The NIA-funded Columbia Roybal Center for Fearless Behavior Change will fund one-year pilot studies relevant to developing health behavior interventions for patients who have suffered acute medical events. Our prior research has shown that many patients develop fear-based responses to these traumatic events (e.g., fear of recurrence, heightened distress from internal physiologic stimuli) that lead to avoidance of the very health behaviors (e.g., exercise, take medications regularly) that are recommended to prevent recurrence. Accordingly, our Center seeks to develop interventions that address these fear-related mechanisms. Relevant study populations include, but are not limited to, patients with stroke, myocardial infarction, cardiac arrest, COPD, heart failure, respiratory failure, COVID-19, or recent diagnosis with cancer or end-stage renal disease. Relevant behavioral outcomes include, but are not limited to, medication adherence, physical activity, sleep, as well as measures of psychological distress and quality of life. The goal of the award is to help investigators obtain preliminary data to support independent grant applications to the NIH or other funders. Applicants are encouraged to follow the experimental medicine approach to intervention development promoted by the Science of Behavior Change.

Award Amount

$35,000 (includes direct and indirect costs). Investigators will also gain in-kind support from the research infrastructure at the Columbia Roybal Center.

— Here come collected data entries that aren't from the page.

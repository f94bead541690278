//! Track database operations

use chrono::{DateTime, Utc};
use simcat_common::{Embedding, ExternalVectorAdapter};
use sqlx::sqlite::SqliteRow;
use sqlx::{Row, SqlitePool};
use uuid::Uuid;

use super::{decode_embedding, encode_embedding, format_timestamp, like_pattern, parse_timestamp, StoredVector};

/// Listened track
#[derive(Debug, Clone, PartialEq)]
pub struct Track {
    pub id: Uuid,
    pub title: String,
    pub artist: String,
    pub album: Option<String>,
    pub mood: Option<String>,
    pub tags: Vec<String>,
    pub source: String,
    pub played_at: DateTime<Utc>,
    pub duration_seconds: Option<f64>,
    pub embedding: Option<Embedding>,
    pub created_at: DateTime<Utc>,
    pub updated_at: DateTime<Utc>,
}

impl Track {
    /// New manually added track played now, without embedding
    pub fn new(title: String, artist: String) -> Self {
        let now = Utc::now();
        Self {
            id: Uuid::new_v4(),
            title,
            artist,
            album: None,
            mood: None,
            tags: Vec::new(),
            source: "manual".to_string(),
            played_at: now,
            duration_seconds: None,
            embedding: None,
            created_at: now,
            updated_at: now,
        }
    }
}

/// Metadata carried through similarity ranking
#[derive(Debug, Clone, PartialEq)]
pub struct TrackSummary {
    pub title: String,
    pub artist: String,
    pub album: Option<String>,
    pub mood: Option<String>,
}

/// List filters; `artist` is a case-insensitive substring
#[derive(Debug, Clone, Default)]
pub struct TrackFilter {
    pub mood: Option<String>,
    pub artist: Option<String>,
    pub limit: i64,
    pub skip: i64,
}

const TRACK_COLUMNS: &str = "id, title, artist, album, mood, tags, source, played_at, \
                             duration_seconds, embedding, created_at, updated_at";

fn track_from_row(row: &SqliteRow, adapter: &ExternalVectorAdapter) -> Result<Track, sqlx::Error> {
    let id_str: String = row.get("id");
    let tags_json: String = row.get("tags");
    let embedding_json: Option<String> = row.get("embedding");
    let played_at: String = row.get("played_at");
    let created_at: String = row.get("created_at");
    let updated_at: String = row.get("updated_at");

    Ok(Track {
        id: Uuid::parse_str(&id_str).map_err(|e| sqlx::Error::Decode(Box::new(e)))?,
        title: row.get("title"),
        artist: row.get("artist"),
        album: row.get("album"),
        mood: row.get("mood"),
        tags: serde_json::from_str(&tags_json).map_err(|e| sqlx::Error::Decode(Box::new(e)))?,
        source: row.get("source"),
        played_at: parse_timestamp(&played_at)?,
        duration_seconds: row.get("duration_seconds"),
        embedding: decode_embedding(&id_str, embedding_json.as_deref(), adapter),
        created_at: parse_timestamp(&created_at)?,
        updated_at: parse_timestamp(&updated_at)?,
    })
}

/// Save new track to database
pub async fn insert_track(pool: &SqlitePool, track: &Track) -> Result<(), sqlx::Error> {
    let tags = serde_json::to_string(&track.tags).map_err(|e| sqlx::Error::Encode(Box::new(e)))?;
    let embedding = track.embedding.as_ref().map(encode_embedding).transpose()?;

    sqlx::query(
        r#"
        INSERT INTO tracks (
            id, title, artist, album, mood, tags, source, played_at,
            duration_seconds, embedding, created_at, updated_at
        ) VALUES (?, ?, ?, ?, ?, ?, ?, ?, ?, ?, ?, ?)
        "#,
    )
    .bind(track.id.to_string())
    .bind(&track.title)
    .bind(&track.artist)
    .bind(&track.album)
    .bind(&track.mood)
    .bind(tags)
    .bind(&track.source)
    .bind(format_timestamp(track.played_at))
    .bind(track.duration_seconds)
    .bind(embedding)
    .bind(format_timestamp(track.created_at))
    .bind(format_timestamp(track.updated_at))
    .execute(pool)
    .await?;

    Ok(())
}

/// Load track by id
pub async fn load_track(
    pool: &SqlitePool,
    id: Uuid,
    adapter: &ExternalVectorAdapter,
) -> Result<Option<Track>, sqlx::Error> {
    let row = sqlx::query(&format!("SELECT {} FROM tracks WHERE id = ?", TRACK_COLUMNS))
        .bind(id.to_string())
        .fetch_optional(pool)
        .await?;

    row.map(|r| track_from_row(&r, adapter)).transpose()
}

/// List tracks, most recently played first
pub async fn list_tracks(
    pool: &SqlitePool,
    filter: &TrackFilter,
    adapter: &ExternalVectorAdapter,
) -> Result<Vec<Track>, sqlx::Error> {
    let rows = sqlx::query(&format!(
        r#"
        SELECT {}
        FROM tracks
        WHERE (?1 IS NULL OR mood = ?1)
          AND (?2 IS NULL OR artist LIKE ?2 ESCAPE '\')
        ORDER BY played_at DESC, id ASC
        LIMIT ?3 OFFSET ?4
        "#,
        TRACK_COLUMNS
    ))
    .bind(&filter.mood)
    .bind(filter.artist.as_deref().map(like_pattern))
    .bind(filter.limit)
    .bind(filter.skip)
    .fetch_all(pool)
    .await?;

    rows.iter().map(|r| track_from_row(r, adapter)).collect()
}

/// Overwrite every mutable column of an existing track
///
/// Returns false when no track has this id.
pub async fn update_track(pool: &SqlitePool, track: &Track) -> Result<bool, sqlx::Error> {
    let tags = serde_json::to_string(&track.tags).map_err(|e| sqlx::Error::Encode(Box::new(e)))?;
    let embedding = track.embedding.as_ref().map(encode_embedding).transpose()?;

    let result = sqlx::query(
        r#"
        UPDATE tracks SET
            title = ?, artist = ?, album = ?, mood = ?, tags = ?, source = ?,
            played_at = ?, duration_seconds = ?, embedding = ?, updated_at = ?
        WHERE id = ?
        "#,
    )
    .bind(&track.title)
    .bind(&track.artist)
    .bind(&track.album)
    .bind(&track.mood)
    .bind(tags)
    .bind(&track.source)
    .bind(format_timestamp(track.played_at))
    .bind(track.duration_seconds)
    .bind(embedding)
    .bind(format_timestamp(track.updated_at))
    .bind(track.id.to_string())
    .execute(pool)
    .await?;

    Ok(result.rows_affected() > 0)
}

/// Delete track and its embedding
pub async fn delete_track(pool: &SqlitePool, id: Uuid) -> Result<bool, sqlx::Error> {
    let result = sqlx::query("DELETE FROM tracks WHERE id = ?")
        .bind(id.to_string())
        .execute(pool)
        .await?;
    Ok(result.rows_affected() > 0)
}

pub async fn count_tracks(pool: &SqlitePool, mood: Option<&str>) -> Result<i64, sqlx::Error> {
    sqlx::query_scalar("SELECT COUNT(*) FROM tracks WHERE (?1 IS NULL OR mood = ?1)")
        .bind(mood)
        .fetch_one(pool)
        .await
}

/// Every track that has a stored embedding, for a full-scan ranking
pub async fn load_track_vectors(
    pool: &SqlitePool,
    adapter: &ExternalVectorAdapter,
) -> Result<Vec<StoredVector<TrackSummary>>, sqlx::Error> {
    let rows = sqlx::query(
        "SELECT id, title, artist, album, mood, embedding FROM tracks WHERE embedding IS NOT NULL",
    )
    .fetch_all(pool)
    .await?;

    Ok(rows
        .iter()
        .map(|row| {
            let id: String = row.get("id");
            let embedding_json: Option<String> = row.get("embedding");
            let embedding = decode_embedding(&id, embedding_json.as_deref(), adapter);
            StoredVector {
                id,
                embedding,
                metadata: TrackSummary {
                    title: row.get("title"),
                    artist: row.get("artist"),
                    album: row.get("album"),
                    mood: row.get("mood"),
                },
            }
        })
        .collect())
}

Applicants can be post-doctoral research fellows or faculty at any rank. Applicants are not required to be affiliated with Columbia University.


Applications must be submitted by Wednesday, December 1st, 2021.

Notice of Award

Selected projects will be announced on January 4, 2022. Funding is expected to begin July 1, 2022, pending NIA approval.

Note: Projects that address fear of pain have the opportunity to apply for co-funding from the Translational Institute on Pain in Later Life (, another Roybal Center based at Weill Cornell Medical College and Cornell University.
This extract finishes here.